#### WHAT TO DO
Throughout the listing below, show every line in which "working" occurs.

#### INPUT DATA
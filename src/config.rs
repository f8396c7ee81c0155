use std::path::{Path, PathBuf};

use anyhow::{Context, Result};
use serde::Deserialize;

use crate::chart::ChartConfig;
use crate::state::DatasetSource;

/// Environment variable naming a JSON config file.
pub const CONFIG_ENV: &str = "DATASET_EXPLORER_CONFIG";
/// Config file looked up in the working directory when the variable is unset.
pub const DEFAULT_CONFIG_FILE: &str = "dataset-explorer.json";
/// California Housing table looked up relative to the working directory.
pub const DEFAULT_HOUSING_FILE: &str = "data/cal_housing.data";

// ---------------------------------------------------------------------------
// Viewer configuration
// ---------------------------------------------------------------------------

/// Startup settings. Every field is optional in the file.
///
/// ```json
/// { "initial_source": "Iris", "preview_rows": 500, "histogram_bins": 20 }
/// ```
#[derive(Debug, Clone, PartialEq, Deserialize)]
#[serde(default)]
pub struct ViewerConfig {
    pub window_size: [f32; 2],
    pub initial_source: DatasetSource,
    /// Maximum rows drawn in each data table. `None` shows every row.
    pub preview_rows: Option<usize>,
    /// Fixed histogram bin count. `None` picks one from the data.
    pub histogram_bins: Option<usize>,
    /// Points on the density curve overlaid on histograms.
    pub density_points: usize,
    /// Location of the California Housing table: StatLib's
    /// `cal_housing.data`, or a CSV with the derived columns.
    pub housing_path: PathBuf,
}

impl Default for ViewerConfig {
    fn default() -> Self {
        Self {
            window_size: [1280.0, 860.0],
            initial_source: DatasetSource::Upload,
            preview_rows: Some(1000),
            histogram_bins: None,
            density_points: 200,
            housing_path: PathBuf::from(DEFAULT_HOUSING_FILE),
        }
    }
}

impl ViewerConfig {
    /// Load from `$DATASET_EXPLORER_CONFIG`, else `./dataset-explorer.json`,
    /// else defaults. A broken file is logged and ignored.
    pub fn load() -> Self {
        let path = match std::env::var_os(CONFIG_ENV) {
            Some(p) => PathBuf::from(p),
            None => PathBuf::from(DEFAULT_CONFIG_FILE),
        };
        if !path.exists() {
            log::debug!("no config at {}, using defaults", path.display());
            return Self::default();
        }
        match Self::from_file(&path) {
            Ok(cfg) => {
                log::info!("Loaded config from {}", path.display());
                cfg
            }
            Err(e) => {
                log::warn!("Ignoring config: {e:#}");
                Self::default()
            }
        }
    }

    pub fn from_file(path: &Path) -> Result<Self> {
        let text = std::fs::read_to_string(path)
            .with_context(|| format!("reading {}", path.display()))?;
        Self::from_json(&text).with_context(|| format!("parsing {}", path.display()))
    }

    pub fn from_json(text: &str) -> Result<Self> {
        Ok(serde_json::from_str(text)?)
    }

    pub fn chart_config(&self) -> ChartConfig {
        ChartConfig {
            histogram_bins: self.histogram_bins.filter(|&n| n > 0),
            density_points: self.density_points.max(2),
        }
    }
}
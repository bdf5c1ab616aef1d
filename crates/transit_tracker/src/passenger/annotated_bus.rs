use serde::Serialize;

use crate::vehicle::vehicle_record::VehicleRecord;

/// A matching bus as shown to a passenger.
#[derive(Debug, Clone, PartialEq, Serialize)]
#[serde(rename_all = "camelCase")]
pub struct AnnotatedBus {
    #[serde(flatten)]
    pub record: VehicleRecord,
    #[serde(skip_serializing_if = "Option::is_none")]
    pub estimated_arrival_minutes: Option<u32>,
    /// `HH:MM` wall clock time of the estimated arrival.
    #[serde(skip_serializing_if = "Option::is_none")]
    pub estimated_arrival_clock_time: Option<String>,
}
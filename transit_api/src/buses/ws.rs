use std::sync::Arc;

use axum::{
    extract::{
        State, WebSocketUpgrade,
        ws::{Message, WebSocket},
    },
    response::Response,
};
use tokio::sync::watch;
use tracing::{debug, warn};
use transit_tracker::{
    error::TrackerError,
    store::{
        position_snapshot::PositionSnapshot, position_store::RealtimePositionStore,
        subscription::Subscription,
    },
};

use crate::state::AppState;

/// Subscribes to `store`, keeping only the most recent snapshot for the reader.
fn latest_snapshots(
    store: &dyn RealtimePositionStore,
) -> Result<(Subscription, watch::Receiver<Option<PositionSnapshot>>), TrackerError> {
    let (sender, receiver) = watch::channel(None);
    let subscription = store.subscribe(Box::new(move |snapshot: &PositionSnapshot| {
        sender.send_replace(Some(snapshot.clone()));
    }))?;
    Ok((subscription, receiver))
}

pub async fn handler(ws: WebSocketUpgrade, State(state): State<Arc<AppState>>) -> Response {
    ws.on_upgrade(|socket| handle_socket(socket, state))
}

/// Pushes the full collection on connect and after every change. A slow
/// client skips intermediate snapshots and only sees the latest one.
async fn handle_socket(mut socket: WebSocket, state: Arc<AppState>) {
    let (subscription, mut receiver) = match latest_snapshots(&state.store) {
        Ok(latest) => latest,
        Err(error) => {
            warn!(%error, "Could not subscribe socket to position store");
            return;
        }
    };

    loop {
        tokio::select! {
            changed = receiver.changed() => {
                if changed.is_err() {
                    break;
                }
                let Some(snapshot) = receiver.borrow_and_update().clone() else {
                    continue;
                };
                let payload = match serde_json::to_string(&snapshot) {
                    Ok(payload) => payload,
                    Err(error) => {
                        warn!(%error, "Could not serialize snapshot");
                        continue;
                    }
                };
                if socket.send(Message::Text(payload.into())).await.is_err() {
                    break;
                }
            }
            message = socket.recv() => match message {
                Some(Ok(Message::Close(_))) | Some(Err(_)) | None => break,
                Some(Ok(_)) => {}
            }
        }
    }

    subscription.unsubscribe();
    debug!("Bus socket closed");
}

#[cfg(test)]
mod tests {
    use jiff::Timestamp;
    use transit_tracker::{
        geo::geo_point::GeoPoint,
        store::in_memory_store::InMemoryPositionStore,
        vehicle::{vehicle_id::VehicleId, vehicle_meta::VehicleMeta, vehicle_record::VehicleRecord},
    };

    use super::*;

    #[test]
    fn unread_changes_collapse_to_latest_snapshot() {
        let store = InMemoryPositionStore::new();
        let (_subscription, mut receiver) = latest_snapshots(&store).unwrap();

        for index in 0..50 {
            let vehicle_id = VehicleId::new(format!("bus-{index:02}")).unwrap();
            let meta = VehicleMeta::new(vehicle_id.clone(), "42", "Main", "Oak");
            let record = VehicleRecord::new(meta, GeoPoint::new(12.9, 77.58), Timestamp::now());
            store.publish(&vehicle_id, record).unwrap();
        }

        assert!(receiver.has_changed().unwrap());
        let latest = receiver.borrow_and_update().clone().unwrap();
        assert_eq!(latest.len(), 50);
        assert!(!receiver.has_changed().unwrap());
    }
}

#### PROBLEM SOLUTION
/// Config file looked up in the working directory when the variable is unset.
/// California Housing table looked up relative to the working directory.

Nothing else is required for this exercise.